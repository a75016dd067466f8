use std::collections::BTreeMap;

use axum::{
    Router,
    body::{self, Body},
    http::{Request, StatusCode},
};
use chrono::{NaiveDate, NaiveDateTime};
use sea_orm::{DatabaseBackend, DatabaseConnection, MockDatabase, MockExecResult, Value};
use serde_json::json;
use tower::ServiceExt;

use schedule_diary::{
    auth::{
        Claims,
        jwt::{JwtKeys, encode_token, now_unix},
    },
    db::entities::schedule_item,
    routes::API_PREFIX,
    test_helpers::{bearer_for, test_router},
};

const SECRET: &[u8] = b"schedule-routes-secret";
const OWNER: i32 = 1;

fn api_path(path: &str) -> String {
    format!("{API_PREFIX}{path}")
}

fn at(y: i32, m: u32, d: u32, h: u32) -> NaiveDateTime {
    NaiveDate::from_ymd_opt(y, m, d)
        .and_then(|date| date.and_hms_opt(h, 0, 0))
        .expect("timestamp should be valid")
}

fn item(id: i32, priority_level: i32, is_completed: bool) -> schedule_item::Model {
    schedule_item::Model {
        id,
        owner_id: OWNER,
        due_at: at(2024, 3, 5, 9),
        created_at: at(2024, 3, 1, 8),
        title: format!("item {id}"),
        content: "notes".to_string(),
        priority_level,
        category: "work".to_string(),
        is_completed,
    }
}

fn windowed(model: &schedule_item::Model, total: i64) -> BTreeMap<&'static str, Value> {
    BTreeMap::from([
        ("id", Value::from(model.id)),
        ("owner_id", Value::from(model.owner_id)),
        ("due_at", Value::from(model.due_at)),
        ("created_at", Value::from(model.created_at)),
        ("title", Value::from(model.title.clone())),
        ("content", Value::from(model.content.clone())),
        ("priority_level", Value::from(model.priority_level)),
        ("category", Value::from(model.category.clone())),
        ("is_completed", Value::from(model.is_completed)),
        ("total_count", Value::from(total)),
    ])
}

fn rows_affected(n: u64) -> MockExecResult {
    MockExecResult {
        last_insert_id: 0,
        rows_affected: n,
    }
}

fn empty_db() -> DatabaseConnection {
    MockDatabase::new(DatabaseBackend::Postgres).into_connection()
}

fn get(path: &str) -> Request<Body> {
    Request::builder()
        .method("GET")
        .uri(api_path(path))
        .header("authorization", bearer_for(SECRET, OWNER))
        .body(Body::empty())
        .unwrap()
}

fn send(method: &str, path: &str, body: Option<serde_json::Value>) -> Request<Body> {
    let builder = Request::builder()
        .method(method)
        .uri(api_path(path))
        .header("authorization", bearer_for(SECRET, OWNER));
    match body {
        Some(body) => builder
            .header("content-type", "application/json")
            .body(Body::from(body.to_string()))
            .unwrap(),
        None => builder.body(Body::empty()).unwrap(),
    }
}

async fn json_response(app: Router, request: Request<Body>) -> (StatusCode, serde_json::Value) {
    let response = app.oneshot(request).await.expect("request should succeed");
    let status = response.status();
    let body = body::to_bytes(response.into_body(), usize::MAX)
        .await
        .expect("body should read");
    let json: serde_json::Value = serde_json::from_slice(&body).expect("body should be json");
    (status, json)
}

#[tokio::test]
async fn health_is_public() {
    let (status, json) = json_response(
        test_router(SECRET, empty_db()),
        Request::builder()
            .uri(api_path("/health"))
            .body(Body::empty())
            .unwrap(),
    )
    .await;

    assert_eq!(status, StatusCode::OK);
    assert_eq!(json["data"]["ok"], true);
}

#[tokio::test]
async fn schedule_requires_bearer_token() {
    let (status, json) = json_response(
        test_router(SECRET, empty_db()),
        Request::builder()
            .uri(api_path("/schedule/all"))
            .body(Body::empty())
            .unwrap(),
    )
    .await;

    assert_eq!(status, StatusCode::UNAUTHORIZED);
    assert_eq!(json["message"], "Missing/invalid Authorization header");
}

#[tokio::test]
async fn token_subject_must_be_owner_id() {
    let now = now_unix();
    let claims = Claims {
        sub: "alice@example.com".to_string(),
        iat: now,
        exp: now + 600,
    };
    let token = encode_token(&JwtKeys::from_secret(SECRET), &claims).expect("encode token");

    let (status, json) = json_response(
        test_router(SECRET, empty_db()),
        Request::builder()
            .uri(api_path("/schedule/all"))
            .header("authorization", format!("Bearer {token}"))
            .body(Body::empty())
            .unwrap(),
    )
    .await;

    assert_eq!(status, StatusCode::UNAUTHORIZED);
    assert_eq!(json["message"], "Token subject is not an owner id");
}

#[tokio::test]
async fn rejects_token_signed_with_other_secret() {
    let (status, _) = json_response(
        test_router(SECRET, empty_db()),
        Request::builder()
            .uri(api_path("/schedule/all"))
            .header("authorization", bearer_for(b"someone-else", OWNER))
            .body(Body::empty())
            .unwrap(),
    )
    .await;

    assert_eq!(status, StatusCode::UNAUTHORIZED);
}

#[tokio::test]
async fn unknown_sort_direction_is_bad_request() {
    let (status, json) = json_response(
        test_router(SECRET, empty_db()),
        get("/schedule?date=2024-03-05&sortByPriority=sideways"),
    )
    .await;

    assert_eq!(status, StatusCode::BAD_REQUEST);
    assert_eq!(json["status"], 400);
    assert!(json["message"].as_str().unwrap_or_default().contains("sideways"));
}

#[tokio::test]
async fn zero_page_is_rejected_without_touching_db() {
    let (status, json) =
        json_response(test_router(SECRET, empty_db()), get("/schedule/all?page=0")).await;

    assert_eq!(status, StatusCode::BAD_REQUEST);
    assert_eq!(json["message"], "Invalid pagination: page=0 page_size=10");
}

#[tokio::test]
async fn page_beyond_sql_offset_range_is_bad_request() {
    let (status, json) = json_response(
        test_router(SECRET, empty_db()),
        get("/schedule/all?page=1000000000000000000&pageSize=10"),
    )
    .await;

    assert_eq!(status, StatusCode::BAD_REQUEST);
    assert_eq!(
        json["message"],
        "Invalid pagination: page=1000000000000000000 page_size=10"
    );
}

#[tokio::test]
async fn day_view_pages_with_total_and_clamped_size() {
    let a = item(1, 1, false);
    let b = item(2, 2, false);
    let db = MockDatabase::new(DatabaseBackend::Postgres)
        .append_query_results([vec![windowed(&b, 2), windowed(&a, 2)]])
        .into_connection();

    let (status, json) = json_response(
        test_router(SECRET, db),
        get("/schedule?date=2024-03-05&sortByPriority=DESC&pageSize=500"),
    )
    .await;

    assert_eq!(status, StatusCode::OK);
    assert_eq!(json["data"]["pageSize"], 100);
    assert_eq!(json["data"]["totalCount"], 2);
    assert_eq!(json["data"]["hasNext"], false);
    assert_eq!(json["data"]["data"][0]["id"], 2);
    assert_eq!(json["data"]["data"][1]["priorityLevel"], 1);
}

#[tokio::test]
async fn create_returns_created_item() {
    let db = MockDatabase::new(DatabaseBackend::Postgres)
        .append_query_results([[item(11, 3, false)]])
        .into_connection();

    let (status, json) = json_response(
        test_router(SECRET, db),
        send(
            "POST",
            "/schedule",
            Some(json!({
                "dueAt": "2024-03-05T09:00:00",
                "title": "item 11",
                "content": "notes",
                "priorityLevel": 3,
                "category": "work"
            })),
        ),
    )
    .await;

    assert_eq!(status, StatusCode::CREATED);
    assert_eq!(json["message"], "created");
    assert_eq!(json["data"]["id"], 11);
    assert_eq!(json["data"]["dueAt"], "2024-03-05T09:00:00");
    assert_eq!(json["data"]["isCompleted"], false);
}

#[tokio::test]
async fn create_with_blank_title_is_bad_request() {
    let (status, json) = json_response(
        test_router(SECRET, empty_db()),
        send(
            "POST",
            "/schedule",
            Some(json!({ "dueAt": "2024-03-05T09:00:00", "title": "   " })),
        ),
    )
    .await;

    assert_eq!(status, StatusCode::BAD_REQUEST);
    assert_eq!(json["message"], "Title required");
}

#[tokio::test]
async fn get_missing_item_is_not_found() {
    let db = MockDatabase::new(DatabaseBackend::Postgres)
        .append_query_results([Vec::<schedule_item::Model>::new()])
        .into_connection();

    let (status, json) = json_response(test_router(SECRET, db), get("/schedule/42")).await;

    assert_eq!(status, StatusCode::NOT_FOUND);
    assert_eq!(json["message"], "Schedule item not found (id=42)");
}

#[tokio::test]
async fn completing_twice_conflicts() {
    let db = MockDatabase::new(DatabaseBackend::Postgres)
        .append_exec_results([rows_affected(1), rows_affected(0)])
        .append_query_results([[item(5, 1, true)]])
        .into_connection();
    let app = test_router(SECRET, db);

    let (status, json) =
        json_response(app.clone(), send("PUT", "/schedule/5/complete", None)).await;
    assert_eq!(status, StatusCode::OK);
    assert_eq!(json["message"], "completed");

    let (status, json) = json_response(app, send("PUT", "/schedule/5/complete", None)).await;
    assert_eq!(status, StatusCode::CONFLICT);
    assert_eq!(json["message"], "Schedule item is already completed (id=5)");
}

#[tokio::test]
async fn uncomplete_on_missing_item_is_not_found() {
    let db = MockDatabase::new(DatabaseBackend::Postgres)
        .append_exec_results([rows_affected(0)])
        .append_query_results([Vec::<schedule_item::Model>::new()])
        .into_connection();

    let (status, _) = json_response(
        test_router(SECRET, db),
        send("PUT", "/schedule/9/uncomplete", None),
    )
    .await;

    assert_eq!(status, StatusCode::NOT_FOUND);
}

#[tokio::test]
async fn deleting_foreign_item_is_not_found() {
    let db = MockDatabase::new(DatabaseBackend::Postgres)
        .append_exec_results([rows_affected(0)])
        .into_connection();

    let (status, _) =
        json_response(test_router(SECRET, db), send("DELETE", "/schedule/5", None)).await;

    assert_eq!(status, StatusCode::NOT_FOUND);
}

#[tokio::test]
async fn update_keeps_fields_not_sent() {
    let db = MockDatabase::new(DatabaseBackend::Postgres)
        .append_query_results([[item(5, 2, false)]])
        .append_exec_results([rows_affected(1)])
        .into_connection();

    let (status, json) = json_response(
        test_router(SECRET, db),
        send("PUT", "/schedule/5", Some(json!({ "title": "renamed" }))),
    )
    .await;

    assert_eq!(status, StatusCode::OK);
    assert_eq!(json["data"]["title"], "renamed");
    assert_eq!(json["data"]["priorityLevel"], 2);
    assert_eq!(json["data"]["content"], "notes");
}

#[tokio::test]
async fn search_excluding_completed_filters_on_completion() {
    let db = MockDatabase::new(DatabaseBackend::Postgres)
        .append_query_results([vec![windowed(&item(1, 1, false), 1)]])
        .into_connection();

    let (status, json) = json_response(
        test_router(SECRET, db.clone()),
        get("/schedule/search?keyword=item&includeCompleted=false&searchType=title"),
    )
    .await;

    assert_eq!(status, StatusCode::OK);
    assert_eq!(json["data"]["totalCount"], 1);

    let log = format!("{:?}", db.into_transaction_log());
    assert!(log.contains("is_completed"), "unexpected sql: {log}");
    assert!(log.contains("LIKE"), "unexpected sql: {log}");
}

#[tokio::test]
async fn daily_stats_reports_status_string() {
    let db = MockDatabase::new(DatabaseBackend::Postgres)
        .append_query_results([vec![BTreeMap::from([
            ("completed_count", Value::from(1i64)),
            ("total_count", Value::from(2i64)),
        ])]])
        .into_connection();

    let (status, json) = json_response(
        test_router(SECRET, db),
        get("/schedule/daily-stats?date=2024-03-05"),
    )
    .await;

    assert_eq!(status, StatusCode::OK);
    assert_eq!(json["data"]["date"], "2024-03-05");
    assert_eq!(json["data"]["completed"], 1);
    assert_eq!(json["data"]["total"], 2);
    assert_eq!(json["data"]["status"], "1/2");
}

#[tokio::test]
async fn monthly_stats_rejects_month_thirteen() {
    let (status, _) = json_response(
        test_router(SECRET, empty_db()),
        get("/schedule/monthly-stats?year=2024&month=13"),
    )
    .await;

    assert_eq!(status, StatusCode::BAD_REQUEST);
}

#[tokio::test]
async fn inverted_range_is_bad_request() {
    let (status, _) = json_response(
        test_router(SECRET, empty_db()),
        get("/schedule/range?start=2024-03-09T00:00:00&end=2024-03-01T00:00:00"),
    )
    .await;

    assert_eq!(status, StatusCode::BAD_REQUEST);
}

..........

Work instructions ▸ Find every line in the records above that holds the word "should", and copy each one.

Answer ▸
        .expect("timestamp should be valid")
    let response = app.oneshot(request).await.expect("request should succeed");
        .expect("body should read");
    let json: serde_json::Value = serde_json::from_slice(&body).expect("body should be json");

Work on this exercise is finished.